Ответом ему был одобрительный гул. Кивнув на прощание, Такер покинул барак и на этот раз направился на конюшню. Он надеялся, что теперь, после разговора с ковбоями, сумеет выбросить из головы события дня, но не тут-то было. По дороге к городу он продолжал размышлять и вспоминать.

Постепенно недавнее облегчение сменилось раздражением. Какого черта он так печется о безопасности Эммы Маллой? Какое ему вообще до нее дело? Пусть этот болван, ее жених, приезжает и кудахчет над ней, как курица!

Жених.

Такеру вспомнилась «парфянская стрела», выпущенная Эммой, когда они расставались. Само собой, у нее есть жених. У таких, как она, поклонников хватает, и один из них очень скоро становится женихом, самый напористый и самый богатый. Думает небось, что выиграл большой приз, и знать не знает, что сидит на крючке, как глупая рыбина, попавшаяся на приманку. Ну и ладно, кто бы он ни был, ничуть его не жалко!

Однако болван-жених скоро заявится в долину собственной персоной. Эмма наверняка будет таскать его повсюду, выставляя напоказ, а под конец заявится с ним на танцы в честь Дня независимости. То есть через две недели.

Вот и славно! Будет кому присмотреть за тем, чтобы ей не снесли ее бестолковую голову, подумал Такер нарочито грубо и выругался в полной тишине на залитой лунным светом дороге. Внезапно ему ужасно захотелось выпить – не воды, а виски в заведении «Иезавель»; он сухо сглотнул. А к виски всегда прилагалась девочка, все равно какая, они там все неплохи. Блондинки, одна к одной. На Западе любят блондинок. Брюнеток с синими глазами в заведении отродясь не бывало.

Девочки, к которым он ехал, иначе двигались, иначе смеялись, но они умели заставить его забыть долгие и одинокие ночи в доме, где боль и ненависть укоренились крепче, чем радость и веселье.

«Интересно, – вдруг подумал Такер, – удастся ли забыть и то, что самая красивая женщина в мире – мой кровный враг?» Внезапно он усомнился в этом. Что ж, кроме девочек было еще виски, и уж оно никогда не подводило.

Глава 6

Прошло несколько дней. Эмма в двуколке отправилась в город, чтобы зайти в банк и в центральный магазин, а также на почту, где, без сомнения, ожидало ее письмо от Дерека.

Однако ее ожидало и еще кое-что, а вернее, кое-кто. Оказывается, не только ей пришло в голову посетить городок в этот день. Такер Гарретсон поил лошадь перед заведением «Иезавель». Ну и вырядился же он, фыркнула Эмма, окинув взглядом черные брюки, туго обтянувшие мускулистые ноги, распахнутую на груди рубашку и синий шейный платок.
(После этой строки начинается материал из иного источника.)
//! Generation driver
//!
//! The driver turns a warm topology cache, a customer pool and a technology
//! mix into a sequence of CDRs. Record `i` always draws from its own generator
//! seeded from `(run seed, i)`, which makes the three execution modes
//! interchangeable:
//!
//! - [`GenerationDriver::generate`]: lazy, single-threaded stream
//! - [`GenerationDriver::spawn_workers`]: worker pool with bounded per-worker
//!   channels, yielding records in index order
//! - [`GenerationDriver::generate_batch`]: finite batch built in parallel with rayon
//!
//! A record that cannot be produced is yielded as a [`GenerationError`] in its
//! slot; the sequence always continues. When an interval splitter is set,
//! [`GenerationDriver::expand`] cuts produced records into partial records
//! before they are written.

use crate::cdr::{Cdr, CdrSynthesizer, IntervalSplitter};
use crate::simulation::error::{ConfigurationError, GenerationError, SimulationResult};
use crate::simulation::TechnologyMix;
use crate::subscriber::CustomerPool;
use rand::rngs::StdRng;
use rand::SeedableRng;
use rayon::prelude::*;
use std::sync::atomic::{AtomicBool, Ordering};
use std::sync::mpsc::{self, Receiver, SyncSender};
use std::sync::Arc;
use std::thread::{self, JoinHandle};
use tracing::{debug, error, info, instrument, warn};

/// Outcome of a single record slot
pub type GenerationItem = Result<Cdr, GenerationError>;

/// Shared stop flag for generation runs
///
/// Clones observe the same flag. Workers finish the record in flight and stop.
#[derive(Debug, Clone, Default)]
pub struct CancellationToken(Arc<AtomicBool>);

impl CancellationToken {
    /// Create a token that is not cancelled
    pub fn new() -> Self {
        Self::default()
    }

    /// Request cancellation
    pub fn cancel(&self) {
        self.0.store(true, Ordering::SeqCst);
    }

    /// Whether cancellation was requested
    pub fn is_cancelled(&self) -> bool {
        self.0.load(Ordering::SeqCst)
    }
}

/// Seed of the generator used for record `index` of a run seeded with `seed`
pub fn record_seed(seed: u64, index: u64) -> u64 {
    splitmix64(seed ^ splitmix64(index))
}

fn splitmix64(value: u64) -> u64 {
    let mut z = value.wrapping_add(0x9E37_79B9_7F4A_7C15);
    z = (z ^ (z >> 30)).wrapping_mul(0xBF58_476D_1CE4_E5B9);
    z = (z ^ (z >> 27)).wrapping_mul(0x94D0_49BB_1331_11EB);
    z ^ (z >> 31)
}

/// Produces CDR sequences from shared, read-only inputs
#[derive(Debug, Clone)]
pub struct GenerationDriver {
    synthesizer: CdrSynthesizer,
    customers: Arc<CustomerPool>,
    mix: TechnologyMix,
    seed: u64,
    splitter: Option<IntervalSplitter>,
}

impl GenerationDriver {
    /// Create a driver
    ///
    /// # Arguments
    /// * `synthesizer` - Synthesizer bound to the topology cache
    /// * `customers` - Customer population records are drawn from
    /// * `mix` - Technology selection policy
    /// * `seed` - Run seed; record `i` uses `record_seed(seed, i)`
    pub fn new(synthesizer: CdrSynthesizer, customers: Arc<CustomerPool>, mix: TechnologyMix, seed: u64) -> Self {
        Self { synthesizer, customers, mix, seed, splitter: None }
    }

    /// Cut produced calls at interval boundaries
    pub fn with_splitter(mut self, splitter: IntervalSplitter) -> Self {
        self.splitter = Some(splitter);
        self
    }

    /// Run seed
    pub fn seed(&self) -> u64 {
        self.seed
    }

    /// Technology mix in use
    pub fn mix(&self) -> &TechnologyMix {
        &self.mix
    }

    /// Interval splitter, if calls are cut into partial records
    pub fn splitter(&self) -> Option<&IntervalSplitter> {
        self.splitter.as_ref()
    }

    /// Produce the record at `index`
    ///
    /// The calling party is drawn by customer type and the called party is
    /// always a different customer.
    pub fn produce(&self, index: u64) -> GenerationItem {
        let mut rng = StdRng::seed_from_u64(record_seed(self.seed, index));
        let technology = self.mix.choose(index, &mut rng);
        let caller = self.customers.choose_caller(&mut rng);
        let called = self.customers.choose_called(caller, &mut rng);

        self.synthesizer
            .synthesize_between(caller, called, technology, &mut rng)
            .map_err(|source| {
                let err = GenerationError::new(index, technology, source);
                if err.source.is_recoverable() {
                    warn!("Skipping {}", err);
                } else {
                    error!("Cannot produce {}", err);
                }
                err
            })
    }

    /// Records to write for a produced `cdr`
    ///
    /// Without a splitter this is the record itself.
    pub fn expand(&self, cdr: Cdr) -> Vec<Cdr> {
        match &self.splitter {
            Some(splitter) => splitter.split(cdr),
            None => vec![cdr],
        }
    }

    /// Fail up front when the cache is cold or no technology in the mix can
    /// produce a record
    pub fn preflight(&self) -> SimulationResult<()> {
        let index = self.synthesizer.cache().index()?;
        let technologies = self.mix.technologies();

        if !technologies.iter().any(|t| index.is_usable(*t)) {
            return Err(ConfigurationError::NoUsableTechnology(technologies.to_vec()).into());
        }

        for technology in technologies.iter().filter(|t| !index.is_usable(**t)) {
            warn!("Technology {} has no elements or no service types; its records will fail", technology);
        }
        Ok(())
    }

    /// Lazily generate records on the calling thread
    ///
    /// The stream is bounded when `count` is set; otherwise it runs until
    /// `cancel` is triggered.
    #[instrument(skip(self, cancel), fields(seed = self.seed, policy = %self.mix.policy()))]
    pub fn generate(&self, count: Option<u64>, cancel: CancellationToken) -> SimulationResult<CdrStream> {
        self.preflight()?;
        info!("Starting sequential generation");
        Ok(CdrStream { driver: self.clone(), next: 0, count, cancel })
    }

    /// Generate records on a pool of `workers` threads
    ///
    /// Record `i` is built by worker `i % workers`. Each worker owns a channel
    /// holding at most `capacity` finished records and blocks when it is
    /// full. The returned stream reads the channels in rotation, so records
    /// come out in index order. Dropping the stream stops and joins the
    /// workers.
    #[instrument(skip(self, cancel), fields(seed = self.seed, policy = %self.mix.policy()))]
    pub fn spawn_workers(
        &self,
        count: Option<u64>,
        workers: usize,
        capacity: usize,
        cancel: CancellationToken,
    ) -> SimulationResult<WorkerStream> {
        self.preflight()?;

        let workers = workers.max(1);
        let stop = CancellationToken::new();
        let mut receivers = Vec::with_capacity(workers);
        let mut handles = Vec::with_capacity(workers);

        for worker in 0..workers {
            let (tx, rx) = mpsc::sync_channel(capacity.max(1));
            let driver = self.clone();
            let cancel = cancel.clone();
            let stop = stop.clone();

            let handle = thread::Builder::new()
                .name(format!("cdr-worker-{}", worker))
                .spawn(move || driver.run_worker(worker as u64, workers as u64, count, tx, &cancel, &stop))?;

            receivers.push(rx);
            handles.push(handle);
        }

        info!("Started {} generation workers", workers);
        Ok(WorkerStream { receivers, handles, next: 0, count, cancel, stop })
    }

    fn run_worker(
        &self,
        first: u64,
        stride: u64,
        count: Option<u64>,
        tx: SyncSender<GenerationItem>,
        cancel: &CancellationToken,
        stop: &CancellationToken,
    ) {
        let mut index = first;
        let mut produced = 0u64;
        while count.map_or(true, |limit| index < limit) {
            if cancel.is_cancelled() || stop.is_cancelled() {
                break;
            }
            if tx.send(self.produce(index)).is_err() {
                break;
            }
            produced += 1;
            index = match index.checked_add(stride) {
                Some(next) => next,
                None => break,
            };
        }
        debug!("Worker {} stopped after {} records", first, produced);
    }

    /// Generate a finite batch in parallel and return it in index order
    #[instrument(skip(self), fields(seed = self.seed, policy = %self.mix.policy()))]
    pub fn generate_batch(&self, count: u64) -> SimulationResult<Vec<GenerationItem>> {
        self.preflight()?;
        info!("Starting parallel batch generation");
        let len = usize::try_from(count).unwrap_or(usize::MAX);
        Ok((0..len).into_par_iter().map(|index| self.produce(index as u64)).collect())
    }
}

/// Single-threaded lazy CDR sequence
#[derive(Debug)]
pub struct CdrStream {
    driver: GenerationDriver,
    next: u64,
    count: Option<u64>,
    cancel: CancellationToken,
}

impl CdrStream {
    /// Index of the next record
    pub fn position(&self) -> u64 {
        self.next
    }
}

impl Iterator for CdrStream {
    type Item = GenerationItem;

    fn next(&mut self) -> Option<Self::Item> {
        if self.cancel.is_cancelled() || self.count.is_some_and(|limit| self.next >= limit) {
            return None;
        }
        let item = self.driver.produce(self.next);
        self.next = self.next.checked_add(1)?;
        Some(item)
    }

    fn size_hint(&self) -> (usize, Option<usize>) {
        match self.count {
            Some(limit) => {
                let remaining = usize::try_from(limit.saturating_sub(self.next)).unwrap_or(usize::MAX);
                (0, Some(remaining))
            }
            None => (0, None),
        }
    }
}

/// CDR sequence fed by a worker pool
#[derive(Debug)]
pub struct WorkerStream {
    receivers: Vec<Receiver<GenerationItem>>,
    handles: Vec<JoinHandle<()>>,
    next: u64,
    count: Option<u64>,
    cancel: CancellationToken,
    stop: CancellationToken,
}

impl WorkerStream {
    /// Number of workers feeding the stream
    pub fn workers(&self) -> usize {
        self.handles.len()
    }

    /// Index of the next record
    pub fn position(&self) -> u64 {
        self.next
    }
}

impl Iterator for WorkerStream {
    type Item = GenerationItem;

    fn next(&mut self) -> Option<Self::Item> {
        if self.cancel.is_cancelled() || self.count.is_some_and(|limit| self.next >= limit) {
            return None;
        }
        let slot = (self.next % self.receivers.len() as u64) as usize;
        let item = self.receivers.get(slot)?.recv().ok()?;
        self.next += 1;
        Some(item)
    }
}

impl Drop for WorkerStream {
    fn drop(&mut self) {
        self.stop.cancel();
        // Blocked senders fail once their receiver is gone
        self.receivers.clear();
        for handle in self.handles.drain(..) {
            if handle.join().is_err() {
                warn!("Generation worker panicked");
            }
        }
    }
}

#[cfg(test)]
mod tests {
    use super::*;

    #[test]
    fn test_record_seed_spreads_indices() {
        let seeds: std::collections::HashSet<u64> = (0..1_000).map(|i| record_seed(42, i)).collect();
        assert_eq!(seeds.len(), 1_000);
        assert_eq!(record_seed(42, 7), record_seed(42, 7));
        assert_ne!(record_seed(42, 7), record_seed(43, 7));
    }

    #[test]
    fn test_expand_without_splitter_is_identity() {
        use crate::network::TechnologyRegistry;
        use crate::subscriber::CustomerGenerator;
        use crate::topology::TopologyCache;
        use crate::types::{NetworkConfig, TechnologyId};

        let cache = TopologyCache::warmed(&NetworkConfig::sample(), &TechnologyRegistry::standard()).unwrap();
        let customers = Arc::new(CustomerGenerator::new(Some(4)).generate_pool(10).unwrap());
        let mix = TechnologyMix::uniform(&[TechnologyId::FourG]).unwrap();
        let driver = GenerationDriver::new(CdrSynthesizer::new(cache), customers, mix, 4);
        assert!(driver.splitter().is_none());

        let cdr = driver.produce(0).unwrap();
        assert_eq!(driver.expand(cdr.clone()), vec![cdr]);

        let driver = driver.with_splitter(IntervalSplitter::new(1_800).unwrap());
        assert_eq!(driver.splitter().map(|s| s.interval_secs()), Some(1_800));
    }

    #[test]
    fn test_cancellation_token_is_shared() {
        let token = CancellationToken::new();
        let clone = token.clone();
        assert!(!clone.is_cancelled());
        token.cancel();
        assert!(clone.is_cancelled());
    }
}
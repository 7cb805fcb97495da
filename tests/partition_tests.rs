//! Tests for geographic partitioning of a service area
//!
//! These tests verify the documented grid layout (row 0 south, names
//! row-major), the dimension checks and, as properties, that the produced
//! cells tile the bounding box exactly.

mod common;

use cdr_synth::geo::{partition, BoundingBox};
use cdr_synth::simulation::ConfigurationError;
use cdr_synth::types::TechnologyId;
use common::names;
use proptest::prelude::*;

/// Lat [10, 12] x lon [20, 22] split 2x2 with names A, B, C, D
#[test]
fn test_two_by_two_end_to_end() {
    let bbox = BoundingBox::new(10.0, 12.0, 20.0, 22.0).unwrap();
    let grid = partition(&bbox, 2, 2, &names(&["A", "B", "C", "D"]), TechnologyId::FourG).unwrap();

    let bounds: Vec<(&str, f64, f64, f64, f64)> = grid
        .cells()
        .iter()
        .map(|c| (c.name.as_str(), c.lat_min, c.lat_max, c.lon_min, c.lon_max))
        .collect();

    assert_eq!(
        bounds,
        vec![
            ("A", 10.0, 11.0, 20.0, 21.0),
            ("B", 10.0, 11.0, 21.0, 22.0),
            ("C", 11.0, 12.0, 20.0, 21.0),
            ("D", 11.0, 12.0, 21.0, 22.0),
        ]
    );
    assert!(grid.cells().iter().all(|c| c.technology == TechnologyId::FourG));
    assert_eq!(grid.position("C"), Some(2));
    assert_eq!(grid.locate(11.5, 20.5), Some(2));
}

/// Name count must equal rows x cols
#[test]
fn test_dimension_check() {
    let bbox = BoundingBox::new(10.0, 12.0, 20.0, 22.0).unwrap();

    for (rows, cols) in [(1usize, 1usize), (2, 3), (3, 2), (4, 4)] {
        let expected = rows * cols;
        let wrong: Vec<String> = (0..expected + 1).map(|i| format!("L{}", i)).collect();
        let err = partition(&bbox, rows, cols, &wrong, TechnologyId::ThreeG).unwrap_err();
        assert_eq!(
            err,
            ConfigurationError::DimensionMismatch {
                technology: TechnologyId::ThreeG,
                rows,
                cols,
                expected,
                actual: expected + 1,
            }
        );

        let right: Vec<String> = (0..expected).map(|i| format!("L{}", i)).collect();
        assert_eq!(partition(&bbox, rows, cols, &right, TechnologyId::ThreeG).unwrap().len(), expected);
    }
}

/// A zero split factor is an invalid bound, whatever the names
#[test]
fn test_zero_split_is_invalid_bounds() {
    let bbox = BoundingBox::new(10.0, 12.0, 20.0, 22.0).unwrap();
    for cols in [0usize, 1, 5] {
        let err = partition(&bbox, 0, cols, &[], TechnologyId::TwoG).unwrap_err();
        assert!(matches!(err, ConfigurationError::InvalidBounds { technology: TechnologyId::TwoG, .. }));
    }
    let err = partition(&bbox, 3, 0, &names(&["A"]), TechnologyId::TwoG).unwrap_err();
    assert!(matches!(err, ConfigurationError::InvalidBounds { .. }));
}

/// Inverted boxes are rejected before names are looked at
#[test]
fn test_inverted_box_rejected() {
    let bbox = BoundingBox { lat_min: 12.0, lat_max: 10.0, lon_min: 20.0, lon_max: 22.0 };
    let err = partition(&bbox, 2, 2, &names(&["A", "B", "C", "D"]), TechnologyId::FiveG).unwrap_err();
    assert!(matches!(err, ConfigurationError::InvalidBounds { .. }));
}

fn grid_inputs() -> impl Strategy<Value = (f64, f64, f64, f64, usize, usize)> {
    (-80.0f64..70.0, 0.01f64..10.0, -170.0f64..160.0, 0.01f64..10.0, 1usize..12, 1usize..12)
}

proptest! {
    #![proptest_config(ProptestConfig::with_cases(200))]

    /// Cells tile the box: outer edges match it and neighbours share edges exactly
    #[test]
    fn prop_partition_tiles_box_exactly(
        (lat_min, lat_span, lon_min, lon_span, rows, cols) in grid_inputs()
    ) {
        let bbox = BoundingBox::new(lat_min, lat_min + lat_span, lon_min, lon_min + lon_span).unwrap();
        let labels: Vec<String> = (0..rows * cols).map(|i| format!("L{}", i)).collect();
        let grid = partition(&bbox, rows, cols, &labels, TechnologyId::FourG).unwrap();

        prop_assert_eq!(grid.len(), rows * cols);

        for row in 0..rows {
            for col in 0..cols {
                let cell = grid.cell_at(row, col).unwrap();
                prop_assert_eq!(&cell.name, &labels[row * cols + col]);
                prop_assert!(cell.lat_min < cell.lat_max);
                prop_assert!(cell.lon_min < cell.lon_max);

                if row == 0 { prop_assert_eq!(cell.lat_min, bbox.lat_min); }
                if row == rows - 1 { prop_assert_eq!(cell.lat_max, bbox.lat_max); }
                if col == 0 { prop_assert_eq!(cell.lon_min, bbox.lon_min); }
                if col == cols - 1 { prop_assert_eq!(cell.lon_max, bbox.lon_max); }

                if row + 1 < rows {
                    let north = grid.cell_at(row + 1, col).unwrap();
                    prop_assert_eq!(cell.lat_max, north.lat_min);
                    prop_assert_eq!((cell.lon_min, cell.lon_max), (north.lon_min, north.lon_max));
                }
                if col + 1 < cols {
                    let east = grid.cell_at(row, col + 1).unwrap();
                    prop_assert_eq!(cell.lon_max, east.lon_min);
                    prop_assert_eq!((cell.lat_min, cell.lat_max), (east.lat_min, east.lat_max));
                }
            }
        }
    }

    /// Every point of the box falls in exactly one cell, and that cell contains it
    #[test]
    fn prop_points_locate_in_one_cell(
        (lat_min, lat_span, lon_min, lon_span, rows, cols) in grid_inputs(),
        lat_frac in 0.0f64..=1.0,
        lon_frac in 0.0f64..=1.0,
    ) {
        let bbox = BoundingBox::new(lat_min, lat_min + lat_span, lon_min, lon_min + lon_span).unwrap();
        let labels: Vec<String> = (0..rows * cols).map(|i| format!("L{}", i)).collect();
        let grid = partition(&bbox, rows, cols, &labels, TechnologyId::TwoG).unwrap();

        let lat = (bbox.lat_min + lat_span * lat_frac).min(bbox.lat_max);
        let lon = (bbox.lon_min + lon_span * lon_frac).min(bbox.lon_max);

        let index = grid.locate(lat, lon).unwrap();
        let cell = grid.get(index).unwrap();
        prop_assert!(cell.lat_min <= lat && lat <= cell.lat_max);
        prop_assert!(cell.lon_min <= lon && lon <= cell.lon_max);

        let containing = grid
            .cells()
            .iter()
            .filter(|c| {
                let lat_in = c.lat_min <= lat && (lat < c.lat_max || (c.row == rows - 1 && lat == c.lat_max));
                let lon_in = c.lon_min <= lon && (lon < c.lon_max || (c.col == cols - 1 && lon == c.lon_max));
                lat_in && lon_in
            })
            .count();
        prop_assert_eq!(containing, 1);
    }
}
То, что все это ему очень шло, было вопиюще несправедливо. К тому же он по-приятельски болтал с Мэри Лу Кент, отцу которой принадлежал магазин, куда Эмма направлялась. Просто бросалось в глаза, как откровенно Мэри Лу кокетничала с Такером, призывно поглядывая из-под возмутительно длинных ресниц и встряхивая рыжими кудрями. Пока Эмма мрачно наблюдала, девушка смело взяла своего собеседника под руку, что совсем уже не лезло ни в какие ворота!

Интересно, что за общие темы у них могут быть, ядовито спросила себя Эмма. О чем они могут так оживленно беседовать? О росте цен на корма? О новой партии ленточек для бархоток?

Сама того не замечая, она скривила рот в презрительной гримасе, внезапно вспомнив, что еще со школьных дней терпеть не могла Мэри Лу Кент.

Вот уж подлинно созданы друг для друга. Один слова доброго не стоит, и другая ему под стать! Нечего ей делать в магазине этих Кентов! В банк, потом на почту – и домой.

Девушка резко отвернулась и налетела на Мэйбл Барнз. Эмма мячиком отскочила от ее громадного бюста, уронив сумочку на тротуар.

– Боже милостивый! Дитя мое, тебе следует быть внимательнее!

– Ради Бога, простите, миссис Барнз! Я не нарочно! Вспыхнув от неловкости, Эмма поспешно подняла сумочку и поправила сбившуюся соломенную шляпку.

– Ничего страшного, дитя мое, ничего страшного, – благодушно отмахнулась Мэйбл, с улыбкой ее разглядывая.